La bibliothèque libre.
Gastein-Serge (p. 9-11).

NOTES PRÉLIMINAIRES

des bons et mauvais usages de la logique


La logique est peut-être moins l’art de penser que l’art de parler.

La logique est un chapitre de l’esthétique. Elle enseigne les moyens de créer cette sorte de beauté que nous appelons unité. Elle permet de voir d’un coup d’œil des pensées qui, sans elle, resteraient lointaines et successives. Elle sait les points de vue heureux qui rassemblent le détail du paysage et diminuent les distances apparentes. Quelques naïfs en croient les distances réelles diminuées, et ils marchent…

La logique obtient des succès oratoires, pédagogiques et mnémotechniques. Les grains dont elle fait un collier que je tiens dans la mains sans en laisser perdre furent souvent arrachés aux coraux des mers les plus diverses.

Je respecte la logique : on m’a dit qu’il fallait respecter la religion des gens et la logique est la dernière religion de beaucoup. D’ailleurs le lien est visible et il est certain que les grains sont ensemble ; trop d’esprits me mépriseraient, si j’osais croire que le lien n’est pas aussi ancien que les grains et que le rapprochement est œuvre humaine.

Quand quelqu’un croit démontrer, je ne laisse pas voir que je souris.

Quand quelqu’un veut démontrer, je ne lui avoue pas que je me méfie de lui.

La logique est un instrument de découverte. Les hommes qui édifient la science du concret savent aujourd’hui, dans leur domaine, s’en servir utilement. Elle les conduit à des hypothèses qu’ils vérifient avec soin et que loyalement ils rejettent trois fois sur quatre. Jadis elle les conduisait à des affirmations dont l’expérience criait en vain la fausseté.

J’aime l’ordre mouvant que je mets entre mes pensées : il dessine une forme dont je jouis.

Je mets de l’ordre dans mes pensées, pour que le lecteur ou l’auditeur puisse me suivre.

… Non pour qu’il doive me suivre.

Je trace une route. Il y a déjà d’autres routes. Et on peut en construire à l’infini. Pour être entré dans mon chemin, nul n’est obligé de le suivre jusqu’au bout.

On est d’accord avec moi sur le principe apparent. Il ne s’ensuit pas qu’on doive m’accorder la conséquence apparente.

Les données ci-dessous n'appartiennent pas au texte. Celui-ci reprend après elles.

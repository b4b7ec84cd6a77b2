// file: src/cache/snapshot_cache.rs
// description: atomically swappable snapshot plus independently updated sync status
// reference: https://doc.rust-lang.org/std/sync/struct.RwLock.html

use crate::cache::SyncStatus;
use crate::models::{Post, Snapshot};
use crate::pipeline::SyncStats;
use crate::utils::HealthStatus;
use chrono::{DateTime, Utc};
use std::sync::{Arc, PoisonError, RwLock};
use tracing::info;

/// The only mutable state shared between the sync path and readers.
///
/// Both locks are held just long enough to clone or swap a value, so a reader
/// sees either the whole previous snapshot or the whole new one. Share it as
/// `Arc<SnapshotCache>`.
#[derive(Debug)]
pub struct SnapshotCache {
    snapshot: RwLock<Arc<Snapshot>>,
    status: RwLock<SyncStatus>,
}

impl SnapshotCache {
    pub fn new() -> Self {
        Self {
            snapshot: RwLock::new(Arc::new(Snapshot::empty())),
            status: RwLock::new(SyncStatus::default()),
        }
    }

    pub fn read(&self) -> (Arc<Snapshot>, SyncStatus) {
        (self.snapshot(), self.status())
    }

    pub fn snapshot(&self) -> Arc<Snapshot> {
        let guard = self.snapshot.read().unwrap_or_else(PoisonError::into_inner);
        Arc::clone(&guard)
    }

    pub fn status(&self) -> SyncStatus {
        self.status
            .read()
            .unwrap_or_else(PoisonError::into_inner)
            .clone()
    }

    pub fn get(&self, slug: &str) -> Option<Post> {
        self.snapshot().get(slug).cloned()
    }

    pub fn posts(&self) -> Vec<Post> {
        self.snapshot().posts().to_vec()
    }

    /// Replaces the published snapshot as a unit.
    pub fn publish(&self, snapshot: Snapshot) -> Arc<Snapshot> {
        let next = Arc::new(snapshot);
        info!(
            "Publishing snapshot with {} posts ({:?})",
            next.len(),
            next.origin()
        );
        let mut guard = self.snapshot.write().unwrap_or_else(PoisonError::into_inner);
        *guard = Arc::clone(&next);
        next
    }

    /// Records a sync attempt. Independent of whether a snapshot was published.
    pub fn record_attempt(
        &self,
        at: DateTime<Utc>,
        error: Option<String>,
        stats: Option<SyncStats>,
    ) {
        self.status
            .write()
            .unwrap_or_else(PoisonError::into_inner)
            .record(at, error, stats);
    }

    pub fn health(&self) -> HealthStatus {
        let (snapshot, status) = self.read();
        HealthStatus::evaluate(status.is_failing(), snapshot.len())
    }
}

impl Default for SnapshotCache {
    fn default() -> Self {
        Self::new()
    }
}

#[cfg(test)]
mod tests {
    use super::*;
    use crate::models::SnapshotOrigin;
    use std::thread;

    fn generation(n: usize) -> Snapshot {
        let posts = (0..n)
            .map(|i| Post {
                slug: format!("gen{}-post{}", n, i),
                title: format!("Post {}", i),
                excerpt: String::new(),
                html: String::new(),
                source_path: format!("data/{:03}.md", i),
            })
            .collect();
        Snapshot::build(posts, SnapshotOrigin::Remote)
    }

    #[test]
    fn test_publish_replaces_snapshot() {
        let cache = SnapshotCache::new();
        assert!(cache.snapshot().is_empty());

        cache.publish(generation(2));
        assert_eq!(cache.posts().len(), 2);
        assert!(cache.get("gen2-post1").is_some());
        assert!(cache.get("unknown").is_none());
    }

    #[test]
    fn test_old_readers_keep_their_snapshot() {
        let cache = SnapshotCache::new();
        cache.publish(generation(1));
        let before = cache.snapshot();

        cache.publish(generation(3));
        assert_eq!(before.len(), 1);
        assert_eq!(cache.snapshot().len(), 3);
    }

    #[test]
    fn test_status_updates_without_publish() {
        let cache = SnapshotCache::new();
        cache.publish(generation(2));
        cache.record_attempt(Utc::now(), Some("HTTP 502".to_string()), None);

        let (snapshot, status) = cache.read();
        assert_eq!(snapshot.len(), 2);
        assert_eq!(status.last_error.as_deref(), Some("HTTP 502"));
        assert_eq!(cache.health(), HealthStatus::Degraded);
    }

    #[test]
    fn test_concurrent_readers_never_see_a_mixed_snapshot() {
        let cache = Arc::new(SnapshotCache::new());
        cache.publish(generation(1));

        let writer = {
            let cache = Arc::clone(&cache);
            thread::spawn(move || {
                for n in 1..200 {
                    cache.publish(generation(n % 17 + 1));
                }
            })
        };

        let readers: Vec<_> = (0..4)
            .map(|_| {
                let cache = Arc::clone(&cache);
                thread::spawn(move || {
                    for _ in 0..500 {
                        let snapshot = cache.snapshot();
                        assert!(snapshot.is_consistent());
                        let expected = snapshot.len();
                        let prefix = format!("gen{}-", expected);
                        assert!(snapshot.posts().iter().all(|p| p.slug.starts_with(&prefix)));
                    }
                })
            })
            .collect();

        writer.join().unwrap();
        for reader in readers {
            reader.join().unwrap();
        }
    }
}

Il est prudent de garder toujours les yeux ouverts, même quand on me donne la main.

La tare des admirables dialogues socratiques : quand on lui a accordé une vérité, Socrate se croit en droit de forcer l’adversaire — quelle bizarre fantaisie d’avoir un adversaire ! — à concéder tout ce qui lui paraît, à lui Socrate, s’ensuivre. Il en résulte presque toujours que le principe même est ébranlé dans l’esprit. Autre punition de la faute de Socrate : quelques-uns de ses fils fondèrent la vaine éristique de Mégare.

Les pires chefs-d’œuvre de logique prennent dans leurs lacs quelques contemporains. La génération suivante forme d’autres logiciens qui découvrent dans le chef-d’œuvre mille fautes logiques.

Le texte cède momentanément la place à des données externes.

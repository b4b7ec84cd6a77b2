// file: src/pipeline/scheduler.rs
// description: periodic sync loop with cooperative shutdown
// reference: https://docs.rs/tokio/latest/tokio/time/struct.Interval.html

use crate::pipeline::service::SyncService;
use std::sync::Arc;
use std::time::Duration;
use tokio::sync::broadcast;
use tokio::task::JoinHandle;
use tokio::time::MissedTickBehavior;
use tracing::{info, warn};

/// Runs one pass immediately, then one per interval. Passes never overlap:
/// a tick that arrives while a pass is running is delayed until it ends.
pub struct Scheduler {
    service: Arc<SyncService>,
    interval: Duration,
}

impl Scheduler {
    pub fn new(service: Arc<SyncService>, interval: Duration) -> Self {
        Self { service, interval }
    }

    pub fn spawn(self, shutdown: broadcast::Receiver<()>) -> JoinHandle<()> {
        tokio::spawn(async move { self.run(shutdown).await })
    }

    /// Returns once `shutdown` fires or its sender is dropped. An in-flight
    /// pass is abandoned without publishing.
    pub async fn run(&self, mut shutdown: broadcast::Receiver<()>) {
        info!("Scheduler started (interval {:?})", self.interval);

        if !self.pass_or_shutdown(&mut shutdown).await {
            info!("Scheduler stopped during startup sync");
            return;
        }

        let mut interval = tokio::time::interval(self.interval);
        interval.set_missed_tick_behavior(MissedTickBehavior::Delay);
        interval.tick().await; // consume the first immediate tick

        loop {
            let ticked = tokio::select! {
                _ = shutdown.recv() => false,
                _ = interval.tick() => true,
            };
            if !ticked || !self.pass_or_shutdown(&mut shutdown).await {
                break;
            }
        }

        info!("Scheduler stopped");
    }

    /// False when shutdown won the race against the pass.
    async fn pass_or_shutdown(&self, shutdown: &mut broadcast::Receiver<()>) -> bool {
        tokio::select! {
            _ = shutdown.recv() => {
                warn!("Shutdown requested; abandoning in-flight sync");
                false
            }
            result = self.service.run_pass() => {
                if let Ok(stats) = result {
                    stats.log_summary("scheduled pass");
                }
                info!("{}", self.service.cache().status().summary());
                true
            }
        }
    }
}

Je n’attends pas ces subtils libérateurs. Je n’ai pas besoin que la toile d’araignée soit dévidée fil après fil. Je passe au travers sans me soucier d’elle.

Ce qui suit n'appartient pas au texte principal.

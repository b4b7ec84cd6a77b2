// file: src/cache/status.rs
// description: outcome of the most recent sync attempt
// reference: internal data structures

use crate::pipeline::SyncStats;
use chrono::{DateTime, Utc};
use serde::Serialize;

#[derive(Debug, Clone, Default, PartialEq, Serialize)]
pub struct SyncStatus {
    /// Most recent attempt, successful or not.
    pub last_sync_at: Option<DateTime<Utc>>,
    /// Error of the most recent attempt; cleared by the next success.
    pub last_error: Option<String>,
    pub last_success_at: Option<DateTime<Utc>>,
    pub last_stats: Option<SyncStats>,
}

impl SyncStatus {
    pub fn record(
        &mut self,
        at: DateTime<Utc>,
        error: Option<String>,
        stats: Option<SyncStats>,
    ) {
        self.last_sync_at = Some(at);
        if error.is_none() {
            self.last_success_at = Some(at);
        }
        self.last_error = error;
        if stats.is_some() {
            self.last_stats = stats;
        }
    }

    pub fn is_failing(&self) -> bool {
        self.last_error.is_some()
    }

    /// One-line summary for status output, e.g. `last sync 2024-05-01 10:00:00 UTC (ok)`.
    pub fn summary(&self) -> String {
        let when = self
            .last_sync_at
            .map(|at| at.format("%Y-%m-%d %H:%M:%S UTC").to_string())
            .unwrap_or_else(|| "never".to_string());

        match &self.last_error {
            Some(error) => format!("last sync {} (failed: {})", when, error),
            None if self.last_sync_at.is_some() => format!("last sync {} (ok)", when),
            None => "no sync attempted yet".to_string(),
        }
    }
}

Quand je parle à quelqu’un, je m’efforce d’enlever aux mots que j’emploie tout venin d’affirmation. Et, s’il m’arrive de raisonner, j’aime que mon raisonnement évite toute brutalité tyrannique.

À ces précautions je gagne la joie de me faire injurier par tous les faibles : lâches qui désirent s’appuyer sur autrui, ou pauvres surhommes qui, au moins au pays de la pensée, me demande de leur fournir des instruments de règne.